De algún modo todos vivimos sobre un cráter. Saberlo, más que generar incertidumbre, debe educarnos en ella
No me escandalizaron las declaraciones de la ministra Maroto sobre el futuro atractivo turístico del volcán. No porque no sean para poner el grito en el cielo, sino porque estamos curadas de espantos. Me había pasado la tarde anterior con la tele canaria puesta de fondo mientras planchaba y, durante la emisión, expertos, periodistas y políticos no dejaron caer de su boca la palabra turismo ni se cortaron al hablar de la ocasión que el volcán supondrá para seguir colocando Canarias "en un lugar central del turismo internacional". Tampoco me eché las manos a la cabeza dando grandes alaridos al escuchar a Toni Cantó hablar de la posibilidad de "enriquecernos con nuestra lengua" y del español como un activo económico (ignora que la lengua es -hasta el momento- gratis). Ni me inmuté cuando Pedro Sánchez habló de solidaridad para definir el hecho de donar a otros países las vacunas que nos sobran. Nos han acostumbrado a escucharles decir majaderías salidas del neoliberalismo histriónico. Me sorprenden las barbaridades, no el hecho de que las profieran. Para ellos, el epítome de la belleza violenta del fuego de la tierra, del idioma español y del fin de la pandemia es imaginarse a turistas regresando en hordas a por postales.

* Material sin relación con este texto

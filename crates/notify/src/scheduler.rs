//! Overdue/weekly reminder scheduler.
//!
//! Two timer threads with an owned lifecycle: an hourly overdue scan (first
//! run immediately on `start`) and a weekly broadcast armed for the next
//! Monday 09:00, then every seven days. A scan failure is logged at the top
//! of the tick and the timer keeps going; `stop` interrupts pending timers
//! without waiting for the next tick.

use std::sync::mpsc::{self, RecvTimeoutError};
use std::sync::Arc;
use std::thread;
use std::time::Duration;

use chrono::Local;
use tracing::{debug, info, warn};

use coursepulse_core::calendar;
use coursepulse_queue::{Job, JobPayload, JobStore, OverdueNotice, QueueError, WeeklyNotice};

use crate::directory::{Directory, DirectoryError};

/// Error from a single scan/broadcast tick. Caught and logged by the timer
/// loops; only surfaced to callers invoking the scan functions directly.
#[derive(Debug, thiserror::Error)]
pub enum ScanError {
    #[error(transparent)]
    Directory(#[from] DirectoryError),
    #[error(transparent)]
    Queue(#[from] QueueError),
}

/// Scheduler timing knobs.
#[derive(Debug, Clone)]
pub struct SchedulerConfig {
    /// Cadence of the overdue scan.
    pub overdue_interval: Duration,
    /// Cadence of the weekly broadcast after its first Monday-09:00 firing.
    pub weekly_interval: Duration,
}

impl Default for SchedulerConfig {
    fn default() -> Self {
        Self {
            overdue_interval: Duration::from_secs(60 * 60),
            weekly_interval: Duration::from_secs(7 * 24 * 60 * 60),
        }
    }
}

/// One overdue-scan pass: flag every activity log whose week lags the current
/// reporting week and enqueue an overdue reminder where the facilitator chain
/// resolves. Returns the number of jobs enqueued.
///
/// Overdue means week lag only — grading sub-statuses are deliberately not
/// consulted; that is the platform's observed contract.
pub fn overdue_scan<S, D>(
    store: &S,
    directory: &D,
    now: chrono::NaiveDateTime,
) -> Result<usize, ScanError>
where
    S: JobStore + ?Sized,
    D: Directory + ?Sized,
{
    let current_week = calendar::reporting_week(now);
    let deadline = calendar::format_deadline(calendar::most_recent_monday(now));

    let logs = directory.overdue_logs(current_week)?;
    debug!(count = logs.len(), current_week, "found overdue logs");

    let mut enqueued = 0;
    for log in logs {
        let Some(facilitator) = log.facilitator else {
            // Broken Allocation→Facilitator→User chain; skip and keep scanning.
            debug!(allocation = %log.allocation_id, "overdue log has no resolvable facilitator");
            continue;
        };
        store.enqueue(Job::new(JobPayload::OverdueReminder(OverdueNotice {
            facilitator_email: facilitator.email,
            facilitator_name: facilitator.name,
            week: log.week,
            allocation_id: log.allocation_id,
            deadline: deadline.clone(),
        })))?;
        enqueued += 1;
    }
    Ok(enqueued)
}

/// One weekly-broadcast pass: a reminder job per allocation for every
/// facilitator with at least one allocation and a resolvable email.
/// Returns the number of jobs enqueued.
pub fn weekly_broadcast<S, D>(
    store: &S,
    directory: &D,
    now: chrono::NaiveDateTime,
) -> Result<usize, ScanError>
where
    S: JobStore + ?Sized,
    D: Directory + ?Sized,
{
    let current_week = calendar::reporting_week(now);

    let mut enqueued = 0;
    for facilitator in directory.facilitators()? {
        let Some(email) = facilitator.email else {
            continue;
        };
        if facilitator.allocations.is_empty() {
            continue;
        }
        for allocation_id in facilitator.allocations {
            store.enqueue(Job::new(JobPayload::WeeklyReminder(WeeklyNotice {
                facilitator_email: email.clone(),
                facilitator_name: facilitator.name.clone(),
                week: current_week,
                allocation_id,
            })))?;
            enqueued += 1;
        }
    }
    Ok(enqueued)
}

/// Handle to one timer thread.
#[derive(Debug)]
struct TimerHandle {
    shutdown: mpsc::Sender<()>,
    join: Option<thread::JoinHandle<()>>,
}

impl TimerHandle {
    fn stop(mut self) {
        let _ = self.shutdown.send(());
        if let Some(join) = self.join.take() {
            let _ = join.join();
        }
    }
}

#[derive(Debug)]
struct Timers {
    overdue: TimerHandle,
    weekly: TimerHandle,
}

/// Timer-driven reminder scheduler with an explicit lifecycle:
/// construct → `start` → `stop` → drop. Both calls are idempotent.
pub struct ReminderScheduler<S, D> {
    store: Arc<S>,
    directory: Arc<D>,
    config: SchedulerConfig,
    timers: Option<Timers>,
}

impl<S, D> ReminderScheduler<S, D>
where
    S: JobStore + 'static,
    D: Directory + 'static,
{
    pub fn new(store: Arc<S>, directory: Arc<D>, config: SchedulerConfig) -> Self {
        Self {
            store,
            directory,
            config,
            timers: None,
        }
    }

    pub fn is_running(&self) -> bool {
        self.timers.is_some()
    }

    /// Arm both timers. Calling while running is a logged no-op.
    pub fn start(&mut self) {
        if self.timers.is_some() {
            info!("reminder scheduler already running");
            return;
        }
        info!("starting reminder scheduler");

        self.timers = Some(Timers {
            overdue: spawn_timer("overdue-scan", {
                let store = self.store.clone();
                let directory = self.directory.clone();
                let interval = self.config.overdue_interval;
                move |shutdown_rx| overdue_loop(store, directory, interval, shutdown_rx)
            }),
            weekly: spawn_timer("weekly-broadcast", {
                let store = self.store.clone();
                let directory = self.directory.clone();
                let interval = self.config.weekly_interval;
                move |shutdown_rx| weekly_loop(store, directory, interval, shutdown_rx)
            }),
        });
    }

    /// Cancel pending timers and join both threads. Calling while stopped is
    /// a logged no-op.
    pub fn stop(&mut self) {
        let Some(timers) = self.timers.take() else {
            info!("reminder scheduler is not running");
            return;
        };
        timers.overdue.stop();
        timers.weekly.stop();
        info!("stopped reminder scheduler");
    }
}

impl<S, D> Drop for ReminderScheduler<S, D> {
    fn drop(&mut self) {
        if let Some(timers) = self.timers.take() {
            timers.overdue.stop();
            timers.weekly.stop();
        }
    }
}

fn spawn_timer<F>(name: &'static str, body: F) -> TimerHandle
where
    F: FnOnce(mpsc::Receiver<()>) + Send + 'static,
{
    let (shutdown_tx, shutdown_rx) = mpsc::channel::<()>();
    let join = thread::Builder::new()
        .name(name.to_string())
        .spawn(move || body(shutdown_rx))
        .expect("failed to spawn scheduler timer thread");
    TimerHandle {
        shutdown: shutdown_tx,
        join: Some(join),
    }
}

/// Wait out `timeout` unless shutdown arrives first. True means shut down.
fn shutdown_or_elapsed(rx: &mpsc::Receiver<()>, timeout: Duration) -> bool {
    match rx.recv_timeout(timeout) {
        Ok(()) | Err(RecvTimeoutError::Disconnected) => true,
        Err(RecvTimeoutError::Timeout) => false,
    }
}

fn overdue_loop<S, D>(
    store: Arc<S>,
    directory: Arc<D>,
    interval: Duration,
    shutdown_rx: mpsc::Receiver<()>,
) where
    S: JobStore,
    D: Directory,
{
    info!(interval_secs = interval.as_secs(), "overdue scan timer started");

    loop {
        // First scan runs immediately on start.
        match overdue_scan(&*store, &*directory, Local::now().naive_local()) {
            Ok(enqueued) => info!(enqueued, "overdue scan finished"),
            Err(e) => warn!(error = %e, "overdue scan failed"),
        }

        if shutdown_or_elapsed(&shutdown_rx, interval) {
            break;
        }
    }

    info!("overdue scan timer stopped");
}

fn weekly_loop<S, D>(
    store: Arc<S>,
    directory: Arc<D>,
    interval: Duration,
    shutdown_rx: mpsc::Receiver<()>,
) where
    S: JobStore,
    D: Directory,
{
    // One-shot delay to the next Monday 09:00 (zero when that is already
    // behind us today), then a steady seven-day cadence.
    let first_delay = calendar::delay_until_weekly_run(Local::now().naive_local());
    info!(
        first_delay_secs = first_delay.as_secs(),
        "weekly broadcast timer armed"
    );
    if shutdown_or_elapsed(&shutdown_rx, first_delay) {
        info!("weekly broadcast timer stopped");
        return;
    }

    loop {
        match weekly_broadcast(&*store, &*directory, Local::now().naive_local()) {
            Ok(enqueued) => info!(enqueued, "weekly broadcast finished"),
            Err(e) => warn!(error = %e, "weekly broadcast failed"),
        }

        if shutdown_or_elapsed(&shutdown_rx, interval) {
            break;
        }
    }

    info!("weekly broadcast timer stopped");
}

Durante estos días, al contemplar la imagen del volcán, hemos tenido que conciliar la fascinación ante la fuerza de la naturaleza y la compasión (dicho sea en su sentido radical, que es el de "sufrir junto a") para con quienes han perdido, estrictamente, su lugar en el mundo. Ya no existen sus calles, sus huertos ni sus casas. Visto desde acá, una se siente tentada a preguntarse cómo pueden soportar el rugido de la montaña, el suelo temblando, las explosiones. Como si acaso aquí o en cualquier otro lugar del planeta estuviéramos a salvo del estallido de la naturaleza, o peor aún, de las tragedias provocadas por nosotros mismos. Recordar que nadie está a salvo, que de algún modo todos vivimos sobre un cráter, más que generar incertidumbre, debiera educarnos en ella. De las ciudades invisibles de Calvino, una de mis favoritas es Octavia, construida sobre un precipicio entre dos montañas. La ciudad entera se encuentra suspendida en el abismo, pende sobre la nada. Para los habitantes de Octavia -cuenta Marco Polo al Kan- la vida no es menos incierta que en otros lares. Antes bien, conocen mejor que nadie los propios límites. Tenerlos presentes es, de hecho, el gran aprendizaje.